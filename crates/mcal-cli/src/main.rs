use std::sync::Arc;

use anyhow::{bail, Context, Result};
use chrono::{NaiveDate, Utc};
use chrono_tz::Tz;
use clap::{Parser, Subcommand};
use mcal_core::{resolve_timezone, Impact, RangeSelector, UpsertStats};
use mcal_storage::{EventFilter, PgEventStore};
use mcal_sync::{maybe_build_scheduler, open_store, SyncConfig, SyncMode, SyncPipeline};
use tracing::info;
use tracing_subscriber::EnvFilter;

#[derive(Debug, Parser)]
#[command(name = "mcal-cli")]
#[command(about = "Market calendar sync and query tool")]
struct Cli {
    /// Log every extracted and dropped row.
    #[arg(short, long, global = true)]
    verbose: bool,

    #[command(subcommand)]
    command: Option<Commands>,
}

#[derive(Debug, Subcommand)]
enum Commands {
    /// Fetch one range and write it to the store.
    Sync {
        #[arg(default_value = "this-week")]
        range: RangeSelector,
        /// Clear the range first instead of merging by identity.
        #[arg(long)]
        replace: bool,
    },
    /// Merge this week, next week, this month and next month.
    RefreshAll,
    /// List stored events.
    Events {
        /// Named window; overridden by --start/--end.
        #[arg(long)]
        range: Option<RangeSelector>,
        #[arg(long)]
        start: Option<NaiveDate>,
        #[arg(long)]
        end: Option<NaiveDate>,
        #[arg(long)]
        tz: Option<String>,
        #[arg(long = "currency")]
        currencies: Vec<String>,
        /// high, medium, low or unknown.
        #[arg(long)]
        impact: Option<Impact>,
    },
    /// Show the next upcoming High impact event.
    Next {
        #[arg(long)]
        tz: Option<String>,
    },
    /// Delete stored events in an inclusive date window.
    Clear {
        #[arg(long)]
        start: Option<NaiveDate>,
        #[arg(long)]
        end: Option<NaiveDate>,
        /// Required when neither bound is given.
        #[arg(long)]
        all: bool,
    },
    Migrate,
    Serve {
        #[arg(long)]
        port: Option<u16>,
    },
    /// Run the cron refresh in the foreground until interrupted.
    Schedule,
}

fn init_tracing(verbose: bool) {
    let default = if verbose { "debug" } else { "info" };
    tracing_subscriber::fmt()
        .with_env_filter(EnvFilter::try_from_default_env().unwrap_or_else(|_| EnvFilter::new(default)))
        .with_target(false)
        .init();
}

fn print_stats(label: &str, stats: &UpsertStats) {
    println!(
        "{label}: total={} new={} existing={} updated={} skipped={} cleared={}{}",
        stats.total,
        stats.new,
        stats.existing,
        stats.updated,
        stats.skipped,
        stats.cleared,
        if stats.aborted { " ABORTED" } else { "" }
    );
}

fn display_zone(name: Option<&str>, config: &SyncConfig) -> Result<Tz> {
    match name {
        None => Ok(config.pipeline.default_timezone),
        Some(name) => resolve_timezone(name).with_context(|| format!("unknown timezone {name:?}")),
    }
}

async fn build_pipeline(config: &SyncConfig) -> Result<Arc<SyncPipeline>> {
    let store = open_store(config).await?;
    Ok(Arc::new(SyncPipeline::new(config.clone(), store)?))
}

#[tokio::main]
async fn main() -> Result<()> {
    let cli = Cli::parse();
    init_tracing(cli.verbose);

    let mut config = SyncConfig::from_env();
    config.pipeline.verbose |= cli.verbose;

    let command = cli.command.unwrap_or(Commands::Sync {
        range: RangeSelector::ThisWeek,
        replace: false,
    });

    match command {
        Commands::Migrate => {
            let Some(url) = config.database_url.as_deref() else {
                bail!("DATABASE_URL is required for migrate");
            };
            let store = PgEventStore::connect(url).await?;
            store.migrate().await?;
            println!("migrations applied");
        }
        Commands::Sync { range, replace } => {
            let pipeline = build_pipeline(&config).await?;
            let mode = if replace { SyncMode::Replace } else { SyncMode::Merge };
            let report = pipeline.fetch_events_for_range(range, mode).await?;
            println!(
                "sync {range}: run_id={} strategy={} extracted={} kept={}",
                report.run_id,
                report.strategy.unwrap_or("none"),
                report.extracted,
                report.normalize.kept
            );
            print_stats(range.as_str(), &report.stats);
        }
        Commands::RefreshAll => {
            let pipeline = build_pipeline(&config).await?;
            let summary = pipeline.refresh_all_ranges().await;
            for outcome in &summary.ranges {
                match &outcome.error {
                    Some(err) => println!("{}: FAILED {err}", outcome.range),
                    None => print_stats(outcome.range.as_str(), &outcome.stats),
                }
            }
            print_stats("combined", &summary.combined);
        }
        Commands::Events {
            range,
            start,
            end,
            tz,
            currencies,
            impact,
        } => {
            let tz = display_zone(tz.as_deref(), &config)?;
            let pipeline = build_pipeline(&config).await?;
            let today = Utc::now().with_timezone(&tz).date_naive();
            let (range_start, range_end) = range.unwrap_or(RangeSelector::ThisWeek).bounds(today);
            let filter = EventFilter {
                start: Some(start.unwrap_or(range_start)),
                end: Some(end.unwrap_or(range_end)),
                currencies,
                impact,
            };
            let events = pipeline.events(&filter, tz).await?;
            for e in &events {
                println!(
                    "{} {:>9} {:<4} {:<7} {} | forecast={} previous={}",
                    e.date, e.time, e.currency, e.impact, e.event, e.forecast, e.previous
                );
            }
            info!(count = events.len(), timezone = tz.name(), "listed events");
        }
        Commands::Next { tz } => {
            let tz = display_zone(tz.as_deref(), &config)?;
            let pipeline = build_pipeline(&config).await?;
            match pipeline.next_high_impact(tz, Utc::now()).await? {
                Some(e) => println!("{} {} {} {} ({})", e.date, e.time, e.currency, e.event, tz.name()),
                None => println!("no upcoming high impact event"),
            }
        }
        Commands::Clear { start, end, all } => {
            if start.is_none() && end.is_none() && !all {
                bail!("refusing to clear every event without --all");
            }
            let pipeline = build_pipeline(&config).await?;
            let deleted = pipeline.clear_events(start, end).await?;
            println!("cleared {deleted} events");
        }
        Commands::Serve { port } => {
            let pipeline = build_pipeline(&config).await?;
            let scheduler = maybe_build_scheduler(Arc::clone(&pipeline)).await?;
            if let Some(sched) = &scheduler {
                sched.start().await.context("starting scheduler")?;
            }
            mcal_web::serve(pipeline, port.unwrap_or(config.web_port)).await?;
        }
        Commands::Schedule => {
            if !config.scheduler_enabled {
                bail!("set MCAL_SCHEDULER_ENABLED=1 to run the scheduler");
            }
            let pipeline = build_pipeline(&config).await?;
            let Some(mut sched) = maybe_build_scheduler(Arc::clone(&pipeline)).await? else {
                bail!("scheduler could not be built");
            };
            sched.start().await.context("starting scheduler")?;
            info!(cron = %config.sync_cron, "scheduler running; ctrl-c to stop");
            tokio::signal::ctrl_c().await.context("waiting for ctrl-c")?;
            sched.shutdown().await.context("stopping scheduler")?;
        }
    }

    Ok(())
}

#[cfg(test)]
mod tests {
    use super::*;

    #[test]
    fn events_accepts_known_impacts_and_rejects_typos() {
        let cli = Cli::try_parse_from(["mcal-cli", "events", "--impact", "High"]).unwrap();
        assert!(matches!(
            cli.command,
            Some(Commands::Events {
                impact: Some(Impact::High),
                ..
            })
        ));
        assert!(Cli::try_parse_from(["mcal-cli", "events", "--impact", "hgih"]).is_err());
    }
}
##########
● Task description: Every entry above has to be returned exactly as written.

● Worked solution:
filename crates/mcal-cli/src/main.rs
use std::sync::Arc;

use anyhow::{bail, Context, Result};
use chrono::{NaiveDate, Utc};
use chrono_tz::Tz;
use clap::{Parser, Subcommand};
use mcal_core::{resolve_timezone, Impact, RangeSelector, UpsertStats};
use mcal_storage::{EventFilter, PgEventStore};
use mcal_sync::{maybe_build_scheduler, open_store, SyncConfig, SyncMode, SyncPipeline};
use tracing::info;
use tracing_subscriber::EnvFilter;

#[derive(Debug, Parser)]
#[command(name = "mcal-cli")]
#[command(about = "Market calendar sync and query tool")]
struct Cli {
    /// Log every extracted and dropped row.
    #[arg(short, long, global = true)]
    verbose: bool,

    #[command(subcommand)]
    command: Option<Commands>,
}

#[derive(Debug, Subcommand)]
enum Commands {
    /// Fetch one range and write it to the store.
    Sync {
        #[arg(default_value = "this-week")]
        range: RangeSelector,
        /// Clear the range first instead of merging by identity.
        #[arg(long)]
        replace: bool,
    },
    /// Merge this week, next week, this month and next month.
    RefreshAll,
    /// List stored events.
    Events {
        /// Named window; overridden by --start/--end.
        #[arg(long)]
        range: Option<RangeSelector>,
        #[arg(long)]
        start: Option<NaiveDate>,
        #[arg(long)]
        end: Option<NaiveDate>,
        #[arg(long)]
        tz: Option<String>,
        #[arg(long = "currency")]
        currencies: Vec<String>,
        /// high, medium, low or unknown.
        #[arg(long)]
        impact: Option<Impact>,
    },
    /// Show the next upcoming High impact event.
    Next {
        #[arg(long)]
        tz: Option<String>,
    },
    /// Delete stored events in an inclusive date window.
    Clear {
        #[arg(long)]
        start: Option<NaiveDate>,
        #[arg(long)]
        end: Option<NaiveDate>,
        /// Required when neither bound is given.
        #[arg(long)]
        all: bool,
    },
    Migrate,
    Serve {
        #[arg(long)]
        port: Option<u16>,
    },
    /// Run the cron refresh in the foreground until interrupted.
    Schedule,
}

fn init_tracing(verbose: bool) {
    let default = if verbose { "debug" } else { "info" };
    tracing_subscriber::fmt()
        .with_env_filter(EnvFilter::try_from_default_env().unwrap_or_else(|_| EnvFilter::new(default)))
        .with_target(false)
        .init();
}

fn print_stats(label: &str, stats: &UpsertStats) {
    println!(
        "{label}: total={} new={} existing={} updated={} skipped={} cleared={}{}",
        stats.total,
        stats.new,
        stats.existing,
        stats.updated,
        stats.skipped,
        stats.cleared,
        if stats.aborted { " ABORTED" } else { "" }
    );
}

fn display_zone(name: Option<&str>, config: &SyncConfig) -> Result<Tz> {
    match name {
        None => Ok(config.pipeline.default_timezone),
        Some(name) => resolve_timezone(name).with_context(|| format!("unknown timezone {name:?}")),
    }
}

async fn build_pipeline(config: &SyncConfig) -> Result<Arc<SyncPipeline>> {
    let store = open_store(config).await?;
    Ok(Arc::new(SyncPipeline::new(config.clone(), store)?))
}

#[tokio::main]
async fn main() -> Result<()> {
    let cli = Cli::parse();
    init_tracing(cli.verbose);

    let mut config = SyncConfig::from_env();
    config.pipeline.verbose |= cli.verbose;

    let command = cli.command.unwrap_or(Commands::Sync {
        range: RangeSelector::ThisWeek,
        replace: false,
    });

    match command {
        Commands::Migrate => {
            let Some(url) = config.database_url.as_deref() else {
                bail!("DATABASE_URL is required for migrate");
            };
            let store = PgEventStore::connect(url).await?;
            store.migrate().await?;
            println!("migrations applied");
        }
        Commands::Sync { range, replace } => {
            let pipeline = build_pipeline(&config).await?;
            let mode = if replace { SyncMode::Replace } else { SyncMode::Merge };
            let report = pipeline.fetch_events_for_range(range, mode).await?;
            println!(
                "sync {range}: run_id={} strategy={} extracted={} kept={}",
                report.run_id,
                report.strategy.unwrap_or("none"),
                report.extracted,
                report.normalize.kept
            );
            print_stats(range.as_str(), &report.stats);
        }
        Commands::RefreshAll => {
            let pipeline = build_pipeline(&config).await?;
            let summary = pipeline.refresh_all_ranges().await;
            for outcome in &summary.ranges {
                match &outcome.error {
                    Some(err) => println!("{}: FAILED {err}", outcome.range),
                    None => print_stats(outcome.range.as_str(), &outcome.stats),
                }
            }
            print_stats("combined", &summary.combined);
        }
        Commands::Events {
            range,
            start,
            end,
            tz,
            currencies,
            impact,
        } => {
            let tz = display_zone(tz.as_deref(), &config)?;
            let pipeline = build_pipeline(&config).await?;
            let today = Utc::now().with_timezone(&tz).date_naive();
            let (range_start, range_end) = range.unwrap_or(RangeSelector::ThisWeek).bounds(today);
            let filter = EventFilter {
                start: Some(start.unwrap_or(range_start)),
                end: Some(end.unwrap_or(range_end)),
                currencies,
                impact,
            };
            let events = pipeline.events(&filter, tz).await?;
            for e in &events {
                println!(
                    "{} {:>9} {:<4} {:<7} {} | forecast={} previous={}",
                    e.date, e.time, e.currency, e.impact, e.event, e.forecast, e.previous
                );
            }
            info!(count = events.len(), timezone = tz.name(), "listed events");
        }
        Commands::Next { tz } => {
            let tz = display_zone(tz.as_deref(), &config)?;
            let pipeline = build_pipeline(&config).await?;
            match pipeline.next_high_impact(tz, Utc::now()).await? {
                Some(e) => println!("{} {} {} {} ({})", e.date, e.time, e.currency, e.event, tz.name()),
                None => println!("no upcoming high impact event"),
            }
        }
        Commands::Clear { start, end, all } => {
            if start.is_none() && end.is_none() && !all {
                bail!("refusing to clear every event without --all");
            }
            let pipeline = build_pipeline(&config).await?;
            let deleted = pipeline.clear_events(start, end).await?;
            println!("cleared {deleted} events");
        }
        Commands::Serve { port } => {
            let pipeline = build_pipeline(&config).await?;
            let scheduler = maybe_build_scheduler(Arc::clone(&pipeline)).await?;
            if let Some(sched) = &scheduler {
                sched.start().await.context("starting scheduler")?;
            }
            mcal_web::serve(pipeline, port.unwrap_or(config.web_port)).await?;
        }
        Commands::Schedule => {
            if !config.scheduler_enabled {
                bail!("set MCAL_SCHEDULER_ENABLED=1 to run the scheduler");
            }
            let pipeline = build_pipeline(&config).await?;
            let Some(mut sched) = maybe_build_scheduler(Arc::clone(&pipeline)).await? else {
                bail!("scheduler could not be built");
            };
            sched.start().await.context("starting scheduler")?;
            info!(cron = %config.sync_cron, "scheduler running; ctrl-c to stop");
            tokio::signal::ctrl_c().await.context("waiting for ctrl-c")?;
            sched.shutdown().await.context("stopping scheduler")?;
        }
    }

    Ok(())
}

#[cfg(test)]
mod tests {
    use super::*;

    #[test]
    fn events_accepts_known_impacts_and_rejects_typos() {
        let cli = Cli::try_parse_from(["mcal-cli", "events", "--impact", "High"]).unwrap();
        assert!(matches!(
            cli.command,
            Some(Commands::Events {
                impact: Some(Impact::High),
                ..
            })
        ));
        assert!(Cli::try_parse_from(["mcal-cli", "events", "--impact", "hgih"]).is_err());
    }
}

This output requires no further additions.